*** Block opens ***
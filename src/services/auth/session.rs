//! 会话管理
//!
//! 持有 access token 到门户用户的映射。生命周期：
//! - 登录或首次携带令牌请求时建立
//! - 刷新令牌时更新（`SessionEvent::Refreshed`）
//! - 注销时移除（`SessionEvent::SignedOut`）

use std::sync::Arc;
use std::time::Duration;

use moka::future::Cache;
use tokio::sync::broadcast;
use tracing::{debug, info, warn};

use super::role_policy::RolePolicy;
use crate::baas::{AuthProvider, Backend, Storage};
use crate::config::{PortalConfig, SessionConfig};
use crate::errors::Result;
use crate::models::auth::{AuthSession, AuthUser};
use crate::models::students::StudentPayload;
use crate::models::users::entities::{PortalUser, UserRole};

const AVATAR_SERVICE: &str = "https://ui-avatars.com/api/";
const FALLBACK_NAME: &str = "User";
const SESSION_EVENT_BUFFER: usize = 64;

/// 会话变化事件
#[derive(Debug, Clone, PartialEq)]
pub enum SessionEvent {
    SignedIn(PortalUser),
    Refreshed(PortalUser),
    SignedOut { user_id: String },
}

#[derive(Clone)]
pub struct SessionManager {
    auth: Arc<dyn AuthProvider>,
    backend: Backend,
    policy: RolePolicy,
    default_student_class: String,
    sessions: Cache<String, PortalUser>,
    events: broadcast::Sender<SessionEvent>,
}

impl SessionManager {
    pub fn new(backend: &Backend, portal: &PortalConfig, session: &SessionConfig) -> Self {
        let sessions = Cache::builder()
            .max_capacity(session.max_sessions)
            .time_to_live(Duration::from_secs(session.cache_ttl_secs))
            .build();
        let (events, _) = broadcast::channel(SESSION_EVENT_BUFFER);

        debug!(
            "SessionManager initialized with capacity {} and ttl {}s",
            session.max_sessions, session.cache_ttl_secs
        );

        Self {
            auth: backend.auth.clone(),
            backend: backend.clone(),
            policy: RolePolicy::from_config(portal),
            default_student_class: portal.default_student_class.clone(),
            sessions,
            events,
        }
    }

    pub fn subscribe(&self) -> broadcast::Receiver<SessionEvent> {
        self.events.subscribe()
    }

    fn publish(&self, event: SessionEvent) {
        // 没有订阅者时发送失败，忽略
        let _ = self.events.send(event);
    }

    /// 托管身份服务的用户映射为门户用户
    pub fn map_user(&self, user: &AuthUser) -> PortalUser {
        let email = user.email.clone().unwrap_or_default();
        let name = display_name(user.user_metadata.name.as_deref(), &email);
        let role = self
            .policy
            .resolve(&email, user.user_metadata.role.as_deref());

        PortalUser {
            id: user.id.clone(),
            avatar: Some(avatar_url(&name)),
            name,
            email,
            role,
        }
    }

    /// 邮箱密码登录
    pub async fn sign_in(&self, email: &str, password: &str) -> Result<(AuthSession, PortalUser)> {
        let session = self.auth.sign_in_with_password(email, password).await?;
        let user = self.admit(&session.access_token, &session.user).await;
        info!("User {} signed in as {}", user.email, user.role);
        self.publish(SessionEvent::SignedIn(user.clone()));
        Ok((session, user))
    }

    /// 通过 access token 恢复会话，令牌无效时返回 None
    pub async fn establish(&self, access_token: &str) -> Result<Option<PortalUser>> {
        if let Some(user) = self.sessions.get(access_token).await {
            return Ok(Some(user));
        }

        match self.auth.get_user(access_token).await? {
            Some(auth_user) => Ok(Some(self.admit(access_token, &auth_user).await)),
            None => Ok(None),
        }
    }

    /// 刷新会话，旧的 access token 不再映射
    pub async fn refresh(
        &self,
        refresh_token: &str,
        previous_access_token: Option<&str>,
    ) -> Result<(AuthSession, PortalUser)> {
        let session = self.auth.refresh_session(refresh_token).await?;
        if let Some(previous) = previous_access_token {
            self.sessions.invalidate(previous).await;
        }
        let user = self.admit(&session.access_token, &session.user).await;
        debug!("Session refreshed for user {}", user.id);
        self.publish(SessionEvent::Refreshed(user.clone()));
        Ok((session, user))
    }

    /// 注销：本地映射总是移除，托管服务的注销失败会返回错误
    pub async fn sign_out(&self, access_token: &str) -> Result<()> {
        let user = self.sessions.get(access_token).await;
        self.sessions.invalidate(access_token).await;

        let result = self.auth.sign_out(access_token).await;
        if let Some(user) = user {
            info!("User {} signed out", user.email);
            self.publish(SessionEvent::SignedOut { user_id: user.id });
        }
        result
    }

    async fn admit(&self, access_token: &str, auth_user: &AuthUser) -> PortalUser {
        let user = self.map_user(auth_user);
        self.sessions
            .insert(access_token.to_string(), user.clone())
            .await;
        if user.role == UserRole::Student {
            self.sync_student(access_token, &user);
        }
        user
    }

    /// 学生登录后确保名册中存在对应记录，不等待结果
    fn sync_student(&self, access_token: &str, user: &PortalUser) {
        let storage = self.backend.with_bearer(access_token).storage;
        let payload = StudentPayload {
            name: user.name.clone(),
            email: user.email.clone(),
            class: self.default_student_class.clone(),
        };
        tokio::spawn(async move {
            if let Err(e) = ensure_student_row(storage.as_ref(), payload).await {
                warn!("Student roster sync failed: {}", e);
            }
        });
    }
}

/// 名册中没有该邮箱时插入，返回是否插入
pub async fn ensure_student_row(storage: &dyn Storage, payload: StudentPayload) -> Result<bool> {
    if payload.email.is_empty() {
        return Ok(false);
    }
    if storage.find_student_by_email(&payload.email).await?.is_some() {
        return Ok(false);
    }
    let created = storage.insert_student(payload).await?;
    info!("Added {} to the student roster", created.email);
    Ok(true)
}

/// 元数据中的名字，否则取邮箱 @ 前部分
pub fn display_name(metadata_name: Option<&str>, email: &str) -> String {
    if let Some(name) = metadata_name.map(str::trim).filter(|n| !n.is_empty()) {
        return name.to_string();
    }
    match email.split('@').next() {
        Some(local) if !local.is_empty() => local.to_string(),
        _ => FALLBACK_NAME.to_string(),
    }
}

pub fn avatar_url(name: &str) -> String {
    format!(
        "{AVATAR_SERVICE}?name={}&background=random",
        urlencoding::encode(name)
    )
}

#[cfg(test)]
mod tests {
    use super::*;
    use crate::baas::memory::MemoryBackend;
    use crate::models::auth::UserMetadata;

    fn manager() -> (Arc<MemoryBackend>, SessionManager) {
        let memory = Arc::new(MemoryBackend::with_demo_accounts());
        let backend = Backend::from_shared(memory.clone());
        let manager = SessionManager::new(
            &backend,
            &PortalConfig::default(),
            &SessionConfig::default(),
        );
        (memory, manager)
    }

    #[test]
    fn test_display_name_fallbacks() {
        assert_eq!(display_name(Some("Ana Souza"), "ana@x.org"), "Ana Souza");
        assert_eq!(display_name(Some("  "), "ana@x.org"), "ana");
        assert_eq!(display_name(None, ""), "User");
    }

    #[test]
    fn test_avatar_url_encodes_name() {
        assert_eq!(
            avatar_url("Prof. Albus D."),
            "https://ui-avatars.com/api/?name=Prof.%20Albus%20D.&background=random"
        );
    }

    #[tokio::test]
    async fn test_map_user_uses_metadata_and_heuristic() {
        let (_, manager) = manager();
        let user = manager.map_user(&AuthUser {
            id: "u-9".to_string(),
            email: Some("prof.x@school.org".to_string()),
            user_metadata: UserMetadata::default(),
        });
        assert_eq!(user.name, "prof.x");
        assert_eq!(user.role, UserRole::Teacher);

        let claimed = manager.map_user(&AuthUser {
            id: "u-10".to_string(),
            email: Some("prof.y@school.org".to_string()),
            user_metadata: UserMetadata {
                name: Some("Yara".to_string()),
                role: Some("STUDENT".to_string()),
            },
        });
        assert_eq!(claimed.role, UserRole::Student);
    }

    #[tokio::test]
    async fn test_session_lifecycle_events() {
        let (_, manager) = manager();
        let mut events = manager.subscribe();

        let (session, user) = manager
            .sign_in("professor@example.com", "prof123")
            .await
            .unwrap();
        assert!(user.is_teacher());
        assert_eq!(events.recv().await.unwrap(), SessionEvent::SignedIn(user.clone()));

        let established = manager.establish(&session.access_token).await.unwrap();
        assert_eq!(established, Some(user.clone()));

        let (refreshed, _) = manager
            .refresh(&session.refresh_token, Some(&session.access_token))
            .await
            .unwrap();
        assert!(matches!(events.recv().await.unwrap(), SessionEvent::Refreshed(_)));

        manager.sign_out(&refreshed.access_token).await.unwrap();
        assert_eq!(
            events.recv().await.unwrap(),
            SessionEvent::SignedOut { user_id: user.id }
        );
        assert!(manager.establish(&refreshed.access_token).await.unwrap().is_none());
    }

    #[tokio::test]
    async fn test_wrong_password_is_rejected() {
        let (_, manager) = manager();
        let err = manager
            .sign_in("professor@example.com", "wrong")
            .await
            .unwrap_err();
        assert_eq!(err.code(), "E012");
    }

    #[tokio::test]
    async fn test_ensure_student_row_is_idempotent() {
        let (memory, _) = manager();
        let payload = StudentPayload {
            name: "Harry P.".to_string(),
            email: "aluno@example.com".to_string(),
            class: "New Enrollment".to_string(),
        };
        assert!(ensure_student_row(memory.as_ref(), payload.clone()).await.unwrap());
        assert!(!ensure_student_row(memory.as_ref(), payload).await.unwrap());
        assert_eq!(memory.list_students().await.unwrap().len(), 1);
    }
}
*** Block closes ***
What you should do => The exercise is to copy out every line above that has the word "RolePolicy" in it.

Task response =>
use super::role_policy::RolePolicy;
    policy: RolePolicy,
            policy: RolePolicy::from_config(portal),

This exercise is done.